If there’s one lesson about the evolving phenomenon of social media, it’s this: every move you make is now going to be in the open for all to see. It’s a double-edged sword: you can promote yourself, only to fall on the blade. So make sure you get it right.

Your best insurance policy in this age of mass-connection can’t be purchased from AIG. Running a business in the age of mass-connection, however, does demand hard work: offer nothing but meaningful products and services. If you do that, and if you learn the elements of good social media habits, then your business should not only be sound but also heard. Heard meaning heard from other customers, not your self-gloating drivel.

Play with these tools on your own. Putz around before getting so serious. Again, this isn’t rocket engineering.

Words like conversation, engagement, community, sharing, embracing are all pretty-sounding memes. But you’re running a business, not a circus or a lily-patch. Even Barnum & Bailey and and gardeners understand the value of pragmatism and results rooted in something deep and palpable.

At the conclusion of social media marketing pitches, throw this acronym into the air, step back, and observe body language: ROI. There’s no right answer. It’s not so much a quantifiable number (as in the ROI of a widget-lathe). But the way the pitcher answers goes a long way in telling you how much they understand business, accounting, finance and common sense. If they look nervous, or sound vague, graciously say “Thank you, but no. Give me the names of three of your competitors and enjoy the rest of your day.”


(This part of the blog post isn’t required reading. I just added it because you have a right to know that I have no experience in this field. But I am honest.)

You can follow me on Twitter. Following me won’t boost your revenues, but I’ll do my best to do interesting things and maybe link you to useful places. I’m no social media expert, but who in the hell is?

So what are my qualifications and why listen to me?

I used to be an accountant and could interpret and implement FASB pronouncements for Fortune 500 companies and piece together accurate SEC filings. I got out of the business years ago when I realized the profession started losing its moral edge.

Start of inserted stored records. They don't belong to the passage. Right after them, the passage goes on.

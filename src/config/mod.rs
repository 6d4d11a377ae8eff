// Copyright (c) 2025 Steve Wagner (ciroque@live.com)
// SPDX-License-Identifier: MIT

mod loader;
mod validation;

pub mod consts;

pub use loader::{
    check_config, load_and_validate_config, load_config, Config, LoggingConfig, PlannerConfig,
    VariableConfig, VariableStrategy,
};
pub use validation::validate_config;
// Copyright (c) 2025 Steve Wagner (ciroque@live.com)
// SPDX-License-Identifier: MIT

//! Variable identifier generators.

use std::sync::atomic::{AtomicU64, Ordering};
use uuid::Uuid;

use super::token::VariableId;
use crate::traits::VariableGenerator;

/// Random v4 UUIDs.
///
/// Safe to use from any number of processes writing to one result store.
#[derive(Debug, Default, Clone, Copy)]
pub struct UuidVariables;

impl VariableGenerator for UuidVariables {
    fn next_variable(&self) -> VariableId {
        VariableId::new(Uuid::new_v4().to_string())
    }

    fn name(&self) -> &'static str {
        "uuid"
    }
}

/// `prefix` followed by a counter starting at 1.
///
/// Unique for the lifetime of one instance; share the instance (behind an `Arc`)
/// between requests that publish into the same store. Readable identifiers make it
/// handy for diagnostics and tests.
#[derive(Debug)]
pub struct SequentialVariables {
    prefix: String,
    counter: AtomicU64,
}

impl SequentialVariables {
    pub fn new(prefix: impl Into<String>) -> Self {
        Self {
            prefix: prefix.into(),
            counter: AtomicU64::new(0),
        }
    }
}

impl VariableGenerator for SequentialVariables {
    fn next_variable(&self) -> VariableId {
        let n = self.counter.fetch_add(1, Ordering::Relaxed) + 1;
        VariableId::new(format!("{}{}", self.prefix, n))
    }

    fn name(&self) -> &'static str {
        "sequential"
    }
}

Subsequently I became a critical care RN and figured out how to operate life-saving ventilators and infusion pumps. I learned how to tell family members that their loved ones were going to die and I fought like a warrior to defend the dignity of the last moments of fellow human beings: human connection is deeper than you know until you face death.

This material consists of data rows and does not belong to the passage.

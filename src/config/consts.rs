// Copyright (c) 2025 Steve Wagner (ciroque@live.com)
// SPDX-License-Identifier: MIT

/// Service name used when the configuration does not set one
pub const DEFAULT_SERVICE_NAME: &str = "distributed_calculator";
/// Prefix for sequential variable identifiers (`v1`, `v2`, ...)
pub const DEFAULT_VARIABLE_PREFIX: &str = "v";
/// Log filter used when neither the config nor `RUST_LOG` sets one
pub const DEFAULT_LOG_FILTER: &str = "info";
// Copyright (c) 2025 Steve Wagner (ciroque@live.com)
// SPDX-License-Identifier: MIT

//! Message types for the planning pipeline.
//!
//! This module contains message types for logging events related to:
//! * Expression rejection by the validator
//! * Infix to postfix conversion
//! * Task graph construction
//! * Internal consistency violations

use crate::observability::messages::StructuredLog;
use std::fmt::{Display, Formatter};
use tracing::Span;

/// Expression rejected by the validator.
///
/// # Log Level
/// `debug!` - Expected outcome for bad user input
///
/// # Example
/// ```
/// use calc_planner::observability::messages::engine::ExpressionRejected;
///
/// let msg = ExpressionRejected {
///     expression: "2++3",
///     rule: "two binary operators in a row",
/// };
///
/// tracing::debug!("{}", msg);
/// ```
pub struct ExpressionRejected<'a> {
    pub expression: &'a str,
    pub rule: &'a str,
}

impl Display for ExpressionRejected<'_> {
    fn fmt(&self, f: &mut Formatter) -> std::fmt::Result {
        write!(f, "Expression '{}' rejected: {}", self.expression, self.rule)
    }
}

impl StructuredLog for ExpressionRejected<'_> {
    fn log(&self) {
        tracing::debug!(
            expression = self.expression,
            rule = self.rule,
            "{}", self
        );
    }

    fn span(&self, name: &str) -> Span {
        tracing::debug_span!(
            "expression_rejected",
            span_name = name,
            expression = self.expression,
            rule = self.rule,
        )
    }
}

/// Infix expression converted to postfix.
///
/// # Log Level
/// `debug!` - Diagnostic detail
pub struct PostfixConverted<'a> {
    pub infix: &'a str,
    pub postfix: &'a str,
    pub token_count: usize,
}

impl Display for PostfixConverted<'_> {
    fn fmt(&self, f: &mut Formatter) -> std::fmt::Result {
        write!(
            f,
            "Converted '{}' to postfix '{}' ({} tokens)",
            self.infix, self.postfix, self.token_count
        )
    }
}

impl StructuredLog for PostfixConverted<'_> {
    fn log(&self) {
        tracing::debug!(
            infix = self.infix,
            postfix = self.postfix,
            token_count = self.token_count,
            "{}", self
        );
    }

    fn span(&self, name: &str) -> Span {
        tracing::debug_span!(
            "postfix_converted",
            span_name = name,
            infix = self.infix,
            token_count = self.token_count,
        )
    }
}

/// Task plan built from a postfix sequence.
///
/// # Log Level
/// `debug!` - Diagnostic detail
///
/// # Example
/// ```
/// use calc_planner::observability::messages::engine::PlanBuilt;
///
/// let msg = PlanBuilt {
///     example_id: "example-1",
///     task_count: 3,
///     final_variable: "v3",
/// };
///
/// assert_eq!(msg.to_string(), "Built plan for example 'example-1': 3 tasks, result in 'v3'");
/// ```
pub struct PlanBuilt<'a> {
    pub example_id: &'a str,
    pub task_count: usize,
    pub final_variable: &'a str,
}

impl Display for PlanBuilt<'_> {
    fn fmt(&self, f: &mut Formatter) -> std::fmt::Result {
        write!(
            f,
            "Built plan for example '{}': {} tasks, result in '{}'",
            self.example_id, self.task_count, self.final_variable
        )
    }
}

impl StructuredLog for PlanBuilt<'_> {
    fn log(&self) {
        tracing::debug!(
            example_id = self.example_id,
            task_count = self.task_count,
            final_variable = self.final_variable,
            "{}", self
        );
    }

    fn span(&self, name: &str) -> Span {
        tracing::debug_span!(
            "plan_built",
            span_name = name,
            example_id = self.example_id,
            task_count = self.task_count,
        )
    }
}

/// An operator found too few operands during reduction.
///
/// # Log Level
/// `error!` - Validator and builder disagree; this is a defect
pub struct OperandUnderflow {
    pub operator: char,
    pub position: usize,
    pub required: usize,
    pub available: usize,
}

impl Display for OperandUnderflow {
    fn fmt(&self, f: &mut Formatter) -> std::fmt::Result {
        write!(
            f,
            "Operand stack underflow at postfix position {}: '{}' needs {} operand(s), {} available",
            self.position, self.operator, self.required, self.available
        )
    }
}

impl StructuredLog for OperandUnderflow {
    fn log(&self) {
        tracing::error!(
            operator = %self.operator,
            position = self.position,
            required = self.required,
            available = self.available,
            "{}", self
        );
    }

    fn span(&self, name: &str) -> Span {
        tracing::error_span!(
            "operand_underflow",
            span_name = name,
            operator = %self.operator,
            position = self.position,
        )
    }
}

/// A parenthesis reached the converter without a partner.
///
/// # Log Level
/// `error!` - Validator and converter disagree; this is a defect
pub struct UnbalancedParenthesis {
    pub position: usize,
}

impl Display for UnbalancedParenthesis {
    fn fmt(&self, f: &mut Formatter) -> std::fmt::Result {
        write!(f, "Unbalanced parenthesis reached the converter at position {}", self.position)
    }
}

impl StructuredLog for UnbalancedParenthesis {
    fn log(&self) {
        tracing::error!(position = self.position, "{}", self);
    }

    fn span(&self, name: &str) -> Span {
        tracing::error_span!(
            "unbalanced_parenthesis",
            span_name = name,
            position = self.position,
        )
    }
}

Right now, the pharmaceutical industry consumes my attention and benefits from my hard work. Perhaps along the way I’ll help that industry learn how to move away from the outdated marketing model of last century and toward the yet-to-be-discovered model of this one. Quality drugs are medically necessary for a healthy economy. Intelligent uses of social media just might help market those products at lower costs. Just a thought.

None of my history makes me a social media marketing genius. It just means I enjoy figuring out things and passing along what I learn in this short life to others in meaningful ways. I have an interest in the success of every honorable business. My son’s future depends on getting social media right. That’s my argument. You make your own assessment of my worth to you.

I hope the list above is useful to you. Feel free to use the content in this post however you wish. I hope you spend your money wisely. Lord knows last week showed us how easy it is for experts to blow a large portion of a world-englobing nation’s GDP. You’re smarter than those geniuses, aren’t you?